What is "Discovery" ?

Discovery refers to a category that encompasses techniques and tactics used by attackers to gain knowledge about the system, network, and its components that they have infiltrated. This knowledge helps attackers to understand the environment, plan further actions, maintain access, and potentially escalate their privileges.

How is "Discovery" Executed ?

  1. System Information Discovery: Attackers use tools like systeminfo, uname, or scripts to gather information about operating system versions, installed software, system configurations, and runtime information.

  2. Network Service Scanning: Tools such as Nmap or Netstat are employed to scan for open ports and detect running services on those ports. This helps in identifying potential points of entry or valuable services like databases or file servers.

  3. Account Discovery: Techniques involve enumerating user accounts or groups using commands like net user, id, or accessing files like /etc/passwd on Unix/Linux systems. This can also include querying Active Directory services using tools like PowerView.

  4. File and Directory Discovery: Attackers may use commands (ls, dir) or scripts to find files of interest based on their names, extensions, or contents which might contain sensitive information such as credentials or configuration details.

  5. Network Topology Mapping: Tools such as traceroute or specialized software like LANsurveyor are used to map out network devices and their connections, providing a visual layout of how systems are interconnected.

  6. Security Software Discovery: Identifying installed security tools (antivirus, firewalls) using processes list (ps, tasklist) or filesystem checks can help attackers adjust their tactics to avoid detection.

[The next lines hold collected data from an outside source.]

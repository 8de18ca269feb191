use std::ops;

use bytemuck::{Pod, Zeroable};

#[repr(C)]
#[derive(Clone, Copy, Default, Debug, PartialEq, Pod, Zeroable)]
pub struct Vec2(pub f32, pub f32);

impl Vec2 {
    pub fn x(&self) -> f32 {
        self.0
    }

    pub fn y(&self) -> f32 {
        self.1
    }
}

#[repr(C)]
#[derive(Clone, Copy, Default, Debug, PartialEq, Pod, Zeroable)]
pub struct Vec3(pub f32, pub f32, pub f32);

impl Vec3 {
    pub fn zero() -> Vec3 {
        Vec3(0.0, 0.0, 0.0)
    }

    pub fn x(&self) -> f32 {
        self.0
    }

    pub fn y(&self) -> f32 {
        self.1
    }

    pub fn z(&self) -> f32 {
        self.2
    }

    pub fn dot(a: Vec3, b: Vec3) -> f32 {
        a.0 * b.0 + a.1 * b.1 + a.2 * b.2
    }

    pub fn cross(u: Vec3, v: Vec3) -> Vec3 {
        Vec3(
            u.1 * v.2 - u.2 * v.1,
            u.2 * v.0 - u.0 * v.2,
            u.0 * v.1 - u.1 * v.0,
        )
    }

    pub fn length(&self) -> f32 {
        Vec3::dot(*self, *self).sqrt()
    }

    pub fn normalized(u: Vec3) -> Vec3 {
        let len = u.length();
        Vec3(u.0 / len, u.1 / len, u.2 / len)
    }
}

impl ops::Add for Vec3 {
    type Output = Vec3;

    fn add(self, rhs: Vec3) -> Vec3 {
        Vec3(self.0 + rhs.0, self.1 + rhs.1, self.2 + rhs.2)
    }
}

impl ops::Sub for Vec3 {
    type Output = Vec3;

    fn sub(self, rhs: Vec3) -> Vec3 {
        Vec3(self.0 - rhs.0, self.1 - rhs.1, self.2 - rhs.2)
    }
}

impl ops::Mul<f32> for Vec3 {
    type Output = Vec3;

    fn mul(self, rhs: f32) -> Vec3 {
        Vec3(self.0 * rhs, self.1 * rhs, self.2 * rhs)
    }
}

impl ops::Neg for Vec3 {
    type Output = Vec3;

    fn neg(self) -> Vec3 {
        Vec3(-self.0, -self.1, -self.2)
    }
}

#[repr(C)]
#[derive(Clone, Copy, Default, Debug, PartialEq, Pod, Zeroable)]
pub struct Vec4(pub f32, pub f32, pub f32, pub f32);

impl Vec4 {
    pub fn xyz(&self) -> Vec3 {
        Vec3(self.0, self.1, self.2)
    }
}
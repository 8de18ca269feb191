//! Fixed-capacity slot allocator backing each descriptor table.

use crate::error::{Error, Result, SlotIndex};

/// Bitset allocator over `[0, capacity)`. Allocation is first-fit, so freed
/// low indices are reused before the high watermark grows.
pub struct SlotTable {
    name: &'static str,
    bits: Vec<u64>,
    capacity: u32,
    num_in_use: u32,
}

impl SlotTable {
    pub fn new(name: &'static str, capacity: u32) -> Self {
        let words = (capacity as usize + 63) / 64;
        SlotTable {
            name,
            bits: vec![0; words],
            capacity,
            num_in_use: 0,
        }
    }

    pub fn capacity(&self) -> u32 {
        self.capacity
    }

    pub fn num_in_use(&self) -> u32 {
        self.num_in_use
    }

    /// Lowest free index, or `CapacityExhausted`.
    pub fn allocate(&mut self) -> Result<SlotIndex> {
        for (word_index, word) in self.bits.iter_mut().enumerate() {
            if *word != u64::MAX {
                let bit = (!*word).trailing_zeros();
                let index = word_index as u32 * 64 + bit;
                if index >= self.capacity {
                    break;
                }
                *word |= 1 << bit;
                self.num_in_use += 1;
                return Ok(index);
            }
        }
        Err(Error::CapacityExhausted {
            table: self.name,
            capacity: self.capacity,
        })
    }

    pub fn release(&mut self, index: SlotIndex) -> Result<()> {
        if index >= self.capacity {
            return Err(Error::OutOfRange {
                index,
                capacity: self.capacity,
            });
        }
        let (word, bit) = (index as usize / 64, index % 64);
        if self.bits[word] & (1 << bit) == 0 {
            return Err(Error::DoubleRelease { index });
        }
        self.bits[word] &= !(1 << bit);
        self.num_in_use -= 1;
        Ok(())
    }

    pub fn is_in_use(&self, index: SlotIndex) -> bool {
        if index >= self.capacity {
            return false;
        }
        self.bits[index as usize / 64] & (1 << (index % 64)) != 0
    }
}

#[cfg(test)]
mod tests {
    use super::*;

    #[test]
    fn allocates_lowest_free_index() {
        let mut table = SlotTable::new("test", 8);
        assert_eq!(table.allocate(), Ok(0));
        assert_eq!(table.allocate(), Ok(1));
        assert_eq!(table.allocate(), Ok(2));
        table.release(1).unwrap();
        assert_eq!(table.allocate(), Ok(1));
        assert_eq!(table.num_in_use(), 3);
    }

    #[test]
    fn indices_are_exclusive_until_released() {
        let mut table = SlotTable::new("test", 200);
        let mut seen = std::collections::HashSet::new();
        for _ in 0..200 {
            assert!(seen.insert(table.allocate().unwrap()));
        }
        assert_eq!(
            table.allocate(),
            Err(Error::CapacityExhausted {
                table: "test",
                capacity: 200
            })
        );
    }

    #[test]
    fn release_errors() {
        let mut table = SlotTable::new("test", 4);
        let i = table.allocate().unwrap();
        assert_eq!(
            table.release(9),
            Err(Error::OutOfRange {
                index: 9,
                capacity: 4
            })
        );
        table.release(i).unwrap();
        assert_eq!(table.release(i), Err(Error::DoubleRelease { index: i }));
        assert!(!table.is_in_use(i));
    }

    #[test]
    fn crosses_word_boundaries() {
        let mut table = SlotTable::new("test", 130);
        for expected in 0..130 {
            assert_eq!(table.allocate(), Ok(expected));
        }
        table.release(127).unwrap();
        table.release(64).unwrap();
        assert_eq!(table.allocate(), Ok(64));
        assert_eq!(table.allocate(), Ok(127));
    }
}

Where is "Discovery" Applied ?

  • Internal Networks: Once access is gained, discovery techniques are applied internally to escalate privileges and move laterally.
  • Cloud Environments: In cloud setups (AWS, Azure), discovery might involve querying management services (like AWS EC2) for information on running instances and security configurations.
  • Endpoints: On individual workstations or servers where gaining context about the local environment is crucial for further exploitation.

Why is "Discovery" Important ?

  • Contextual Awareness: Understanding the environment allows attackers to make informed decisions about which techniques will be most effective for remaining undetected while achieving their goals.
  • Target Identification: Helps in pinpointing valuable assets within a network which could be data repositories, administrative machines, or backup servers.
  • Operational Efficiency: By knowing more about the network layout and deployed defenses, attackers can optimize their attack paths and resource usage to maximize impact while minimizing risks.
  • Adaptive Tactics: Discovery enables adaptive strategies where attacks can be modified based on real-time findings from the target environment thus increasing chances of success.

In summary, "Discovery" in the context of MITRE ATT&CK framework represents a foundational set of tactics that facilitate deeper penetration into a target environment by providing crucial intelligence required for effective attack progression.